Addressing health equity is a major theme throughout the IHI Forum, with nearly 20 sessions, workshops, and keynotes dedicated to the subject. Specific topics include advancing racial justice and equity through quality and safety; systematizing equity into an improvement culture; and eliminating disparities in COVID-19 vaccinations. Sessions at the IHI Forum are designed to provide actionable insights and resources that participants can learn from and apply in their own settings.

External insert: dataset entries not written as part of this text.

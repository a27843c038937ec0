//! Route definitions for the `/chat` resource.

use axum::routing::get;
use axum::Router;

use crate::handlers::chat;
use crate::state::AppState;

/// Routes mounted at `/chat`. All require authentication.
pub fn router() -> Router<AppState> {
    Router::new().route("/messages", get(chat::list_messages).post(chat::send_message))
}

Additional Forum tracks include Improvement Science; Building Improvement Capability; Leadership; Workforce and Patient Safety; Addressing Value, Cost, and Quality; Joy and Well-Being at Work; Person-Centered Care; and Population Health.
Older Adults Reaping Benefits of Age-Friendly Health Systems Movement
The Age-Friendly Health Systems* movement has achieved significant milestones in 2021 as it promotes safe, evidence-based care for older adults. Worldwide, sites of care are adopting the 4Ms framework: Asking What Matters to older adults, Medication, Mentation, and Mobility.
- More than one million older adults have been impacted by the 4Ms framework across inpatient and outpatient care settings since 2018.
- More than 2,400 sites of care globally have been recognized as age-friendly, including hospitals, ambulatory care locations, convenient care clinics, and nursing homes. This is well ahead of the movement’s goal to impact 2,600 care sites by June 2023.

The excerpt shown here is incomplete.